§ To do:
The word "TransportError" marks the lines to find; copy every such line from the data below.

Stored data entries
*****
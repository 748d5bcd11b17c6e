// Transport Traits and Core Types
// Defines the GATT client capabilities the lamp client consumes from a BLE stack

use async_trait::async_trait;
use serde::{Deserialize, Serialize};
use std::fmt;
use std::str::FromStr;
use std::sync::Arc;
use thiserror::Error;
use tokio::sync::mpsc;
use uuid::Uuid;

// ============================================================================
// PERIPHERAL HANDLE
// ============================================================================

/// Identifies one physical lamp by its Bluetooth MAC address
#[derive(Debug, Clone, PartialEq, Eq, Hash, Serialize, Deserialize)]
pub struct PeripheralHandle {
    address: String,
}

impl PeripheralHandle {
    /// Parse a colon-delimited MAC address (`AA:BB:CC:DD:EE:FF`), case-insensitive
    pub fn parse(address: &str) -> Result<Self, TransportError> {
        let parts: Vec<&str> = address.trim().split(':').collect();
        let well_formed = parts.len() == 6
            && parts
                .iter()
                .all(|p| p.len() == 2 && p.bytes().all(|b| b.is_ascii_hexdigit()));

        if !well_formed {
            return Err(TransportError::InvalidAddress(address.to_string()));
        }

        Ok(Self {
            address: address.trim().to_uppercase(),
        })
    }

    /// Normalized (upper-case) address
    pub fn address(&self) -> &str {
        &self.address
    }
}

impl FromStr for PeripheralHandle {
    type Err = TransportError;

    fn from_str(s: &str) -> Result<Self, Self::Err> {
        Self::parse(s)
    }
}

impl fmt::Display for PeripheralHandle {
    fn fmt(&self, f: &mut fmt::Formatter<'_>) -> fmt::Result {
        write!(f, "ble://{}", self.address)
    }
}

// ============================================================================
// SUBSCRIPTIONS AND LINK EVENTS
// ============================================================================

/// Identifies an active notification subscription on a session
#[derive(Debug, Clone, Copy, PartialEq, Eq, Hash)]
pub struct SubscriptionId(pub u64);

impl fmt::Display for SubscriptionId {
    fn fmt(&self, f: &mut fmt::Formatter<'_>) -> fmt::Result {
        write!(f, "sub-{}", self.0)
    }
}

/// An active subscription: raw notification payloads arrive on `notifications`
#[derive(Debug)]
pub struct Subscription {
    pub id: SubscriptionId,
    pub notifications: mpsc::UnboundedReceiver<Vec<u8>>,
}

/// Events raised by the transport's own I/O task for one link
#[derive(Debug, Clone, PartialEq, Eq)]
pub enum LinkEvent {
    /// The peripheral dropped the link (or the stack tore it down)
    Disconnected { reason: String },
}

/// A freshly established link: the session plus its event channel
pub struct Link {
    pub session: Arc<dyn Session>,
    pub events: mpsc::UnboundedReceiver<LinkEvent>,
}

impl fmt::Debug for Link {
    fn fmt(&self, f: &mut fmt::Formatter<'_>) -> fmt::Result {
        f.debug_struct("Link").finish_non_exhaustive()
    }
}

// ============================================================================
// TRANSPORT ERRORS
// ============================================================================

/// Errors that can occur in the transport layer
#[derive(Debug, Clone, PartialEq, Eq, Error)]
pub enum TransportError {
    #[error("Connection failed: {0}")]
    ConnectionFailed(String),

    #[error("Not connected")]
    NotConnected,

    #[error("Write failed: {0}")]
    WriteFailed(String),

    #[error("Subscribe failed: {0}")]
    SubscribeFailed(String),

    #[error("Characteristic not found: {0}")]
    CharacteristicNotFound(Uuid),

    #[error("Peripheral not found: {0}")]
    PeripheralNotFound(String),

    #[error("Invalid address: {0}")]
    InvalidAddress(String),

    #[error("Operation timed out")]
    Timeout,

    #[error("Hardware unavailable")]
    HardwareUnavailable,
}

impl TransportError {
    /// Check if this error means the link is gone
    pub fn is_link_loss(&self) -> bool {
        matches!(self, Self::NotConnected)
    }

    /// Check if the operation can be retried
    pub fn is_retryable(&self) -> bool {
        matches!(
            self,
            Self::ConnectionFailed(_) | Self::Timeout | Self::WriteFailed(_) | Self::PeripheralNotFound(_)
        )
    }
}

// ============================================================================
// TRANSPORT TRAITS
// ============================================================================

/// A BLE stack able to open GATT sessions to peripherals
#[async_trait]
pub trait Transport: Send + Sync {
    /// Open a session to the peripheral
    async fn connect(&self, peripheral: &PeripheralHandle) -> Result<Link, TransportError>;
}

/// One open GATT session
#[async_trait]
pub trait Session: Send + Sync {
    /// Write a value to a characteristic
    async fn write(&self, characteristic: Uuid, data: &[u8]) -> Result<(), TransportError>;

    /// Start receiving notifications from a characteristic
    async fn subscribe(&self, characteristic: Uuid) -> Result<Subscription, TransportError>;

    /// Stop a subscription started with [`Session::subscribe`]
    async fn unsubscribe(&self, subscription: SubscriptionId) -> Result<(), TransportError>;

    /// Close the session
    async fn disconnect(&self) -> Result<(), TransportError>;
}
*****
§ Task output:
    pub fn parse(address: &str) -> Result<Self, TransportError> {
            return Err(TransportError::InvalidAddress(address.to_string()));
    type Err = TransportError;
pub enum TransportError {
impl TransportError {
    async fn connect(&self, peripheral: &PeripheralHandle) -> Result<Link, TransportError>;
    async fn write(&self, characteristic: Uuid, data: &[u8]) -> Result<(), TransportError>;
    async fn subscribe(&self, characteristic: Uuid) -> Result<Subscription, TransportError>;
    async fn unsubscribe(&self, subscription: SubscriptionId) -> Result<(), TransportError>;
    async fn disconnect(&self) -> Result<(), TransportError>;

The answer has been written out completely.